T4 RNA ligase catalyzes the synthesis of ATP β,γ-bisphosphonate analogues, using the following substrates with the relative velocity rates indicated between brackets: methylenebisphosphonate (pCH2p) (100), clodronate (pCCl2p) (52), and etidronate (pC(OH)(CH3)p) (4). The presence of pyrophosphatase about doubled the rate of these syntheses. Pamidronate (pC(OH)(CH2–CH2–NH2)p), and alendronate (pC(OH)(CH2–CH2–CH2–NH2)p) were not substrates of the reaction. Clodronate displaced the AMP moiety of the complex E-AMP in a concentration dependent manner.
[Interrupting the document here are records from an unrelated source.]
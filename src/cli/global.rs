// relkit: Release Orchestration Tool
//
// SPDX-License-Identifier: GPL-3.0-or-later

//! Global CLI options available for all commands.
//!
//! # Option Precedence
//!
//! ```text
//! --ini FILE        <- Additional config files (can repeat)
//! --dry             <- Simulate filesystem ops
//! --log-level N     <- Console verbosity (0-5)
//! --file-log-level  <- File verbosity (overrides --log-level)
//! --root DIR        <- project.root override
//! --set KEY=VAL     <- Direct config override
//!
//! Precedence: CLI flags > --set > env > --ini > relkit.toml > defaults
//! ```

use clap::Args;
use std::path::PathBuf;

/// Global options available for all commands.
#[derive(Debug, Clone, Default, Args)]
pub struct GlobalOptions {
    /// Path to additional TOML configuration file(s).
    /// Can be specified multiple times.
    #[arg(short = 'i', long = "ini", value_name = "FILE", action = clap::ArgAction::Append)]
    pub inis: Vec<PathBuf>,

    /// Simulates filesystem operations: logs what would be built, copied,
    /// renamed and archived without doing any of it.
    #[arg(long)]
    pub dry: bool,

    /// Console log level (0=silent, 1=errors, 2=warnings, 3=info, 4=debug, 5=trace).
    #[arg(short = 'l', long = "log-level", value_name = "LEVEL", value_parser = clap::value_parser!(u8).range(0..=5)
    )]
    pub log_level: Option<u8>,

    /// File log level, overrides --log-level for the log file.
    #[arg(long = "file-log-level", value_name = "LEVEL", value_parser = clap::value_parser!(u8).range(0..=5)
    )]
    pub file_log_level: Option<u8>,

    /// Path to log file.
    #[arg(long = "log-file", value_name = "FILE")]
    pub log_file: Option<PathBuf>,

    /// Project root directory (contains the component checkouts; doc/ and
    /// dist/ are created here).
    #[arg(short = 'C', long = "root", value_name = "DIR")]
    pub root: Option<PathBuf>,

    /// Sets an option, such as 'project.version=1.1'.
    /// Can be specified multiple times.
    #[arg(short = 's', long = "set", value_name = "KEY=VALUE", action = clap::ArgAction::Append)]
    pub options: Vec<String>,
}

impl GlobalOptions {
    /// Converts command-line options to `key=value` configuration
    /// overrides, applied on top of every file source.
    #[must_use]
    pub fn to_config_overrides(&self) -> Vec<String> {
        let mut overrides = self.options.clone();

        if self.dry {
            overrides.push("global.dry=true".to_string());
        }

        if let Some(ref root) = self.root {
            overrides.push(format!("project.root={}", root.display()));
        }

        overrides
    }
}
// relkit: Release Orchestration Tool
//
// SPDX-License-Identifier: GPL-3.0-or-later

//! Foundation utilities.

pub mod fs;
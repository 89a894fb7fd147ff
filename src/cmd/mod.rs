// relkit: Release Orchestration Tool
//
// SPDX-License-Identifier: GPL-3.0-or-later

//! Command implementations.
//!
//! ```text
//! CLI args --> cmd::run_* handlers
//!   phase (all/doc/dist), clean, list, config
//! ```

pub mod clean;
pub mod config;
pub mod list;
pub mod phase;

use tokio_util::sync::CancellationToken;
use tracing::warn;

/// Cancels `token` when Ctrl+C arrives, interrupting the running
/// component command between pipeline steps.
fn spawn_interrupt_handler(token: CancellationToken) {
    tokio::spawn(async move {
        if tokio::signal::ctrl_c().await.is_ok() {
            warn!("Received Ctrl+C, interrupting...");
            token.cancel();
        }
    });
}
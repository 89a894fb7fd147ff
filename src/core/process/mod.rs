// relkit: Release Orchestration Tool
//
// SPDX-License-Identifier: GPL-3.0-or-later

//! Process builder and execution.
//!
//! ```text
//! ProcessBuilder
//!  - new/args/cwd/name/allow_failure
//!  - run() / run_with_cancellation(token)
//!        |
//!        v
//!    resolve program (which) --> spawn --> wait
//!        |
//!        v
//!    ProcessOutput { exit_code, interrupted }
//! ```
//!
//! Component builds inherit stdout/stderr so their output streams to the
//! console in order; the pipeline is strictly sequential, so nothing
//! interleaves.

use std::path::{Path, PathBuf};
use std::process::Stdio;

use anyhow::Context;
use tokio::process::Command;
use tokio_util::sync::CancellationToken;
use tracing::{debug, error, trace};

use crate::error::Result;

/// Output from a completed process.
#[derive(Debug, Clone, Copy, Default)]
pub struct ProcessOutput {
    exit_code: i32,
    interrupted: bool,
}

impl ProcessOutput {
    /// Returns the process exit code (0 = success).
    #[must_use]
    pub const fn exit_code(&self) -> i32 {
        self.exit_code
    }

    /// Returns whether the process was interrupted.
    #[must_use]
    pub const fn is_interrupted(&self) -> bool {
        self.interrupted
    }

    /// Returns true if the process exited successfully (code 0).
    #[must_use]
    pub const fn success(&self) -> bool {
        self.exit_code == 0
    }
}

/// Builder for configuring and running a child process.
///
/// Uses the builder pattern to configure options before spawning.
#[derive(Debug)]
pub struct ProcessBuilder {
    /// Path or name of the executable
    program: PathBuf,
    /// Command-line arguments
    args: Vec<String>,
    /// Working directory
    cwd: Option<PathBuf>,
    /// Display name for logging
    name: Option<String>,
    /// Don't fail if the process exits with a non-zero status
    allow_failure: bool,
}

impl ProcessBuilder {
    /// Creates a new `ProcessBuilder` for the given program.
    ///
    /// The program can be an absolute path, relative path, or just the
    /// executable name. A bare name is resolved via PATH when `run()` is
    /// called.
    pub fn new(program: impl AsRef<Path>) -> Self {
        Self {
            program: program.as_ref().to_path_buf(),
            args: Vec::new(),
            cwd: None,
            name: None,
            allow_failure: false,
        }
    }

    /// Appends command-line arguments.
    #[must_use]
    pub fn args<I, S>(mut self, args: I) -> Self
    where
        I: IntoIterator<Item = S>,
        S: Into<String>,
    {
        self.args.extend(args.into_iter().map(Into::into));
        self
    }

    /// Sets the working directory.
    #[must_use]
    pub fn cwd(mut self, dir: impl AsRef<Path>) -> Self {
        self.cwd = Some(dir.as_ref().to_path_buf());
        self
    }

    /// Sets the display name used in log messages.
    #[must_use]
    pub fn name(mut self, name: impl Into<String>) -> Self {
        self.name = Some(name.into());
        self
    }

    /// Don't treat a non-zero exit status as an error; the caller inspects
    /// the exit code itself.
    #[must_use]
    pub const fn allow_failure(mut self) -> Self {
        self.allow_failure = true;
        self
    }

    /// Returns the display name for this process.
    fn display_name(&self) -> String {
        self.name.clone().unwrap_or_else(|| {
            self.program.file_stem().map_or_else(
                || "process".to_string(),
                |s| s.to_string_lossy().into_owned(),
            )
        })
    }

    /// Returns the full command line as a string (for logging).
    fn command_line(&self) -> String {
        let mut cmd = format!("{}", self.program.display());
        for arg in &self.args {
            use std::fmt::Write as _;
            if arg.contains(' ') {
                let _ = write!(cmd, " \"{arg}\"");
            } else {
                let _ = write!(cmd, " {arg}");
            }
        }
        cmd
    }

    /// Resolves a bare program name through PATH.
    fn resolve_program(&self) -> Result<PathBuf> {
        if self.program.components().count() > 1 || self.program.is_absolute() {
            return Ok(self.program.clone());
        }
        which::which(&self.program)
            .with_context(|| format!("executable not found: {}", self.program.display()))
    }

    /// Spawns and runs the process, waiting for completion.
    ///
    /// # Errors
    ///
    /// Returns an error if spawning fails, or if the process exits with a
    /// non-zero status and `allow_failure` is not set.
    pub async fn run(self) -> Result<ProcessOutput> {
        self.run_with_cancellation(&CancellationToken::new()).await
    }

    /// Spawns and runs the process with cancellation support.
    ///
    /// When the token is cancelled the child is killed and the returned
    /// output has `interrupted = true`; the exit status is not validated in
    /// that case.
    ///
    /// # Errors
    ///
    /// Returns an error if spawning fails, or if the process exits with a
    /// non-zero status while `allow_failure` is not set.
    pub async fn run_with_cancellation(self, token: &CancellationToken) -> Result<ProcessOutput> {
        let name = self.display_name();
        let cmd_line = self.command_line();
        let program = self.resolve_program()?;

        if let Some(cwd) = &self.cwd {
            debug!(cwd = %cwd.display(), "cd");
        }
        debug!(cmd = %cmd_line, "exec");

        let mut command = Command::new(&program);
        command
            .args(&self.args)
            .stdin(Stdio::null())
            .stdout(Stdio::inherit())
            .stderr(Stdio::inherit())
            .kill_on_drop(true);
        if let Some(cwd) = &self.cwd {
            command.current_dir(cwd);
        }

        let mut child = command
            .spawn()
            .with_context(|| format!("Failed to spawn: {cmd_line}"))?;

        let pid = child.id();
        trace!(process = %name, pid = ?pid, "spawned");

        let status = tokio::select! {
            status = child.wait() => {
                status.with_context(|| format!("Failed to wait for: {cmd_line}"))?
            }
            () = token.cancelled() => {
                debug!(process = %name, "killing on cancellation");
                let _ = child.kill().await;
                return Ok(ProcessOutput {
                    exit_code: -1,
                    interrupted: true,
                });
            }
        };

        // A signal-terminated child has no exit code; report -1 like the
        // shell reports 128+n, distinct from every normal status.
        let exit_code = status.code().unwrap_or(-1);

        if !self.allow_failure && exit_code != 0 {
            error!(process = %name, exit_code, "process failed");
            anyhow::bail!("{name} exited with code {exit_code}");
        }

        trace!(process = %name, exit_code, "completed");
        Ok(ProcessOutput {
            exit_code,
            interrupted: false,
        })
    }
}

#[cfg(test)]
mod tests;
The Km values and the rate of synthesis (kcat) determined for the bisphosphonates as substrates of the reaction were, respectively: methylenebisphosphonate, 0.26 ± 0.05 mM (0.28 ± 0.05 s−1); clodronate, 0.54 ± 0.14 mM (0.29 ± 0.05 s−1); and etidronate, 4.3 ± 0.5 mM (0.028 ± 0.013 s−1). In the presence of GTP, and ATP or AppCCl2p the relative rate of synthesis of adenosine 5′,5‴-P1,P4-tetraphosphoguanosine (Ap4G) was around 100% and 33%, respectively; the methylenebisphosphonate derivative of ATP (AppCH2p) was a very poor substrate for the synthesis of Ap4G. To our knowledge this report describes, for the first time, the synthesis of ATP β,γ-bisphosphonate analogues by an enzyme different to the classically considered aminoacyl-tRNA synthetases.